18th Canadian Surgeon General (1903–1968)

Brigadier-General S.G.U. Shier OBE, CD, MD (29 September 1903 – 9 August 1968) was the 18th Canadian Surgeon General.

Born in Pefferlaw, Ontario, Stanley G.U., was educated at the University of Toronto, where he graduated with a Medical Degree in 1930.

In 1932, Shier joined the Royal Canadian Army Medical Corps, and was stationed at London, Kingston, Halifax and Ottawa. In 1941, he was sent overseas where he served as the Deputy Assistant Director, Medical Services, 2nd Canadian Division.

Shier was appointed “Lieutenant-Colonel in command of the 23rd Field Ambulance in 1942, and Assistant Director, Army Troops in 1944.” He also served as Assistant Director, Medical Services (Army), 2nd Canadian Division in France, Holland and Germany. He was made an Officer of the Order of the British Empire in 1945 for his superior service.

After the war, Shier was appointed Deputy General Medical Services (Army).
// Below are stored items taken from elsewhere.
//! WebSocket echo service
//!
//! Every inbound text frame on `/echo` yields exactly one outbound text
//! frame carrying [`ECHO_PREFIX`] followed by the original payload.

pub mod handler;

pub use handler::{ECHO_PREFIX, echo, echo_reply};
use futures::{SinkExt, StreamExt};
use proptest::prelude::*;
use reactsrv::client::{ClientConfigBuilder, WsEchoClient};
use reactsrv::common::{ServerConfig, base_url, spawn_test_server};
use reactsrv::pipeline::{Batcher, SseEvent, payload};
use reactsrv::ws::echo_reply;
use reactsrv::ReactError;
use tokio_tungstenite::connect_async;
use tokio_tungstenite::tungstenite::Message;

proptest! {
    #![proptest_config(ProptestConfig::with_cases(20))]

    /// Property: every text frame gets exactly one prefixed reply, in order
    #[test]
    fn echo_preserves_order(messages in prop::collection::vec(".*", 1..16)) {
        tokio_test::block_on(async {
            let (server_handle, addr) = spawn_test_server(ServerConfig::default()).await
                .map_err(|e| TestCaseError::fail(format!("Server setup failed: {}", e)))?;

            let (mut socket, _) = connect_async(format!("ws://{addr}/echo")).await
                .map_err(|e| TestCaseError::fail(format!("Client connection failed: {}", e)))?;

            for message in &messages {
                socket.send(Message::Text(message.clone())).await
                    .map_err(|e| TestCaseError::fail(format!("Send failed: {}", e)))?;
            }

            let mut replies = Vec::new();
            while replies.len() < messages.len() {
                match socket.next().await {
                    Some(Ok(Message::Text(text))) => replies.push(text.to_string()),
                    Some(Ok(_)) => continue,
                    other => return Err(TestCaseError::fail(format!("Unexpected frame: {:?}", other))),
                }
            }

            let _ = socket.close(None).await;
            server_handle.abort();

            // Property: no drops, no duplicates, same order
            let expected: Vec<String> = messages.iter().map(|m| echo_reply(m)).collect();
            prop_assert_eq!(replies, expected);
            Ok(())
        })?;
    }

    /// Property: batches are full, in order, and the remainder stays pending
    #[test]
    fn batches_partition_input(
        items in prop::collection::vec(any::<i32>(), 0..200),
        size in 1usize..20
    ) {
        let mut batcher = Batcher::new(size).unwrap();
        let mut emitted = Vec::new();
        for item in &items {
            if let Some(batch) = batcher.push(*item) {
                prop_assert_eq!(batch.len(), size);
                emitted.extend(batch);
            }
        }

        let full = items.len() / size * size;
        prop_assert_eq!(&emitted[..], &items[..full]);
        prop_assert_eq!(batcher.pending(), items.len() % size);
    }

    /// Property: only events with data pass the payload stage, unchanged
    #[test]
    fn payload_passes_non_empty_data(data in ".*") {
        let event = SseEvent { event_type: "random".to_string(), data: data.clone() };
        match payload(&event) {
            Some(value) => prop_assert_eq!(value, data),
            None => prop_assert!(data.is_empty()),
        }
    }
}

/// Stress test with many echo sessions
#[tokio::test]
async fn stress_test_many_echo_sessions() {
    let (server_handle, addr) = spawn_test_server(ServerConfig {
        max_sessions: 100,
        ..Default::default()
    })
    .await
    .unwrap();

    let mut handles = Vec::new();
    for i in 0..50 {
        let config = ClientConfigBuilder::new().base_url(base_url(addr)).build();
        let handle = tokio::spawn(async move {
            let message = format!("Stress test message from client {}", i);
            let response = WsEchoClient::echo_once(&config, &message).await?;
            assert_eq!(response, echo_reply(&message));
            Ok::<(), ReactError>(())
        });
        handles.push(handle);
    }

    for handle in handles {
        handle.await.unwrap().unwrap();
    }

    server_handle.abort();
}

/// Test rapid connect/disconnect cycles
#[tokio::test]
async fn rapid_connect_disconnect() {
    let (server_handle, addr) = spawn_test_server(ServerConfig {
        max_sessions: 5,
        ..Default::default()
    })
    .await
    .unwrap();
    let config = ClientConfigBuilder::new().base_url(base_url(addr)).build();

    // More cycles than slots: each close must hand its slot back
    for i in 0..20 {
        let mut client = WsEchoClient::connect(&config).await.unwrap();
        let message = format!("Rapid test {}", i);
        let response = client.echo(&message).await.unwrap();
        assert_eq!(response, echo_reply(&message));
        client.close().await.unwrap();

        // Give the server a moment to drop the finished session
        tokio::time::sleep(std::time::Duration::from_millis(20)).await;
    }

    server_handle.abort();
}
use super::AppState;
use crate::{rest, sse, ws};
use axum::Router;
use axum::routing::{get, post};
use tower_http::trace::TraceLayer;

pub const HELLO_WORLD_PATH: &str = "/hello_world";
pub const USER_PATH: &str = "/user";
pub const RANDOM_NUMBERS_PATH: &str = "/sse/random_numbers";
pub const ECHO_PATH: &str = "/echo";

/// Route table for every service the server exposes
pub fn router(state: AppState) -> Router {
    Router::new()
        .route(HELLO_WORLD_PATH, get(rest::greeting::hello_world))
        .route(USER_PATH, post(rest::user::create_user))
        .route(RANDOM_NUMBERS_PATH, get(sse::handler::random_numbers))
        .route(ECHO_PATH, get(ws::handler::echo))
        .layer(TraceLayer::new_for_http())
        .with_state(state)
}
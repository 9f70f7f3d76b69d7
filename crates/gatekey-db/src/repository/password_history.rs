//! SurrealDB implementation of [`PasswordHistoryRepository`].

use chrono::{DateTime, Utc};
use gatekey_core::error::CoreResult;
use gatekey_core::models::password_history::{CreatePasswordHistoryEntry, PasswordHistoryEntry};
use gatekey_core::repository::PasswordHistoryRepository;
use surrealdb::{Connection, Surreal};
use surrealdb_types::SurrealValue;
use uuid::Uuid;

use crate::error::DbError;

#[derive(Debug, SurrealValue)]
struct HistoryRow {
    user_id: String,
    password_hash: String,
    created_at: DateTime<Utc>,
}

#[derive(Debug, SurrealValue)]
struct HistoryRowWithId {
    record_id: String,
    user_id: String,
    password_hash: String,
    created_at: DateTime<Utc>,
}

impl HistoryRowWithId {
    fn try_into_entry(self) -> Result<PasswordHistoryEntry, DbError> {
        let id = Uuid::parse_str(&self.record_id)
            .map_err(|e| DbError::Migration(format!("invalid UUID: {e}")))?;
        let user_id = Uuid::parse_str(&self.user_id)
            .map_err(|e| DbError::Migration(format!("invalid user UUID: {e}")))?;
        Ok(PasswordHistoryEntry {
            id,
            user_id,
            password_hash: self.password_hash,
            created_at: self.created_at,
        })
    }
}

/// SurrealDB implementation of the password history repository.
#[derive(Clone)]
pub struct SurrealPasswordHistoryRepository<C: Connection> {
    db: Surreal<C>,
}

impl<C: Connection> SurrealPasswordHistoryRepository<C> {
    pub fn new(db: Surreal<C>) -> Self {
        Self { db }
    }
}

impl<C: Connection> PasswordHistoryRepository for SurrealPasswordHistoryRepository<C> {
    async fn append(&self, input: CreatePasswordHistoryEntry) -> CoreResult<PasswordHistoryEntry> {
        let id = Uuid::new_v4();
        let id_str = id.to_string();
        let user_id = input.user_id;
        // Caller-side timestamp: sub-millisecond precision keeps
        // prune ordering deterministic for back-to-back changes.
        let now = Utc::now();

        let result = self
            .db
            .query(
                "CREATE type::record('password_history', $id) SET \
                 user_id = $user_id, \
                 password_hash = $password_hash, \
                 created_at = $created_at",
            )
            .bind(("id", id_str.clone()))
            .bind(("user_id", user_id.to_string()))
            .bind(("password_hash", input.password_hash))
            .bind(("created_at", now))
            .await
            .map_err(DbError::from)?;

        let mut result = result
            .check()
            .map_err(|e| DbError::Migration(e.to_string()))?;

        let rows: Vec<HistoryRow> = result.take(0).map_err(DbError::from)?;
        let row = rows.into_iter().next().ok_or_else(|| DbError::NotFound {
            entity: "password_history".into(),
            id: id_str,
        })?;

        Ok(PasswordHistoryEntry {
            id,
            user_id,
            password_hash: row.password_hash,
            created_at: row.created_at,
        })
    }

    async fn list_recent(&self, user_id: Uuid, limit: u32) -> CoreResult<Vec<PasswordHistoryEntry>> {
        let mut result = self
            .db
            .query(
                "SELECT meta::id(id) AS record_id, * FROM password_history \
                 WHERE user_id = $user_id \
                 ORDER BY created_at DESC \
                 LIMIT $limit",
            )
            .bind(("user_id", user_id.to_string()))
            .bind(("limit", limit as u64))
            .await
            .map_err(DbError::from)?;

        let rows: Vec<HistoryRowWithId> = result.take(0).map_err(DbError::from)?;

        let entries = rows
            .into_iter()
            .map(|row| row.try_into_entry())
            .collect::<Result<Vec<_>, DbError>>()?;

        Ok(entries)
    }

    async fn prune(&self, user_id: Uuid, keep: u32) -> CoreResult<u64> {
        // Fetch all entries newest-first, then delete everything past
        // the keep window by record ID.
        let mut result = self
            .db
            .query(
                "SELECT meta::id(id) AS record_id, * FROM password_history \
                 WHERE user_id = $user_id \
                 ORDER BY created_at DESC",
            )
            .bind(("user_id", user_id.to_string()))
            .await
            .map_err(DbError::from)?;

        let rows: Vec<HistoryRowWithId> = result.take(0).map_err(DbError::from)?;

        let mut removed = 0u64;
        for row in rows.into_iter().skip(keep as usize) {
            self.db
                .query("DELETE type::record('password_history', $id)")
                .bind(("id", row.record_id))
                .await
                .map_err(DbError::from)?;
            removed += 1;
        }

        Ok(removed)
    }
}
//! Default collaborator implementations.
//!
//! These log-only implementations stand in where no real mail relay or
//! audit store is wired up. Real implementations must keep the same
//! contract: swallow failures, never propagate them into the
//! authentication flow.

use async_trait::async_trait;
use gatekey_core::collaborators::{AuditSink, Notifier};
use gatekey_core::models::audit::AuditEvent;
use tracing::info;

/// Log-only notification collaborator.
#[derive(Debug, Default)]
pub struct TracingNotifier;

#[async_trait]
impl Notifier for TracingNotifier {
    async fn new_session(&self, email: &str, device_label: Option<&str>, ip: Option<&str>) {
        info!(
            email,
            device = device_label.unwrap_or("unknown device"),
            ip = ip.unwrap_or("unknown"),
            "notify: new session"
        );
    }

    async fn password_changed(&self, email: &str) {
        info!(email, "notify: password changed");
    }

    async fn account_linked(&self, email: &str) {
        info!(email, "notify: federated identity linked");
    }

    async fn account_unlinked(&self, email: &str) {
        info!(email, "notify: federated identity unlinked");
    }
}

/// Log-only audit sink.
#[derive(Debug, Default)]
pub struct TracingAuditSink;

#[async_trait]
impl AuditSink for TracingAuditSink {
    async fn record(&self, event: AuditEvent) {
        info!(
            user_id = ?event.user_id,
            action = %event.action,
            success = event.success,
            ip = ?event.ip_address,
            "audit"
        );
    }
}
//! Session domain model.
//!
//! One session per authenticated device. Sessions are soft-invalidated
//! (`active = false`) on logout, eviction, or mass revocation so that a
//! presented refresh token can still be classified as revoked rather
//! than unknown.

use chrono::{DateTime, Utc};
use serde::{Deserialize, Serialize};
use uuid::Uuid;

#[derive(Debug, Clone, Serialize, Deserialize)]
pub struct Session {
    pub id: Uuid,
    pub user_id: Uuid,
    /// SHA-256 hex of the refresh token. The raw token is never stored.
    pub refresh_token_hash: String,
    /// Opaque value derived from client signals.
    pub device_fingerprint: String,
    /// Human-readable device name, best-effort.
    pub device_label: Option<String>,
    pub ip_address: Option<String>,
    pub active: bool,
    pub expires_at: DateTime<Utc>,
    pub created_at: DateTime<Utc>,
    pub last_activity_at: DateTime<Utc>,
}

#[derive(Debug, Clone, Serialize, Deserialize)]
pub struct CreateSession {
    pub user_id: Uuid,
    pub refresh_token_hash: String,
    pub device_fingerprint: String,
    pub device_label: Option<String>,
    pub ip_address: Option<String>,
    pub expires_at: DateTime<Utc>,
}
In 1957, he was appointed Command Medical Officer, Québec Command, Montreal and held the position until 1951 . Shier was next posted to Army Headquarters in Oakville, Ontario from 1951 to 1956. Following these command roles Shier was appointed Director General Medical Services (Army), in 1956, where he remained until his retirement in 1958.

After retiring, Dr. Shier worked with the Ontario Department of Health, where he remained until 1966.

Brigadier-General Shier died 9 August 1968 at the age of 64.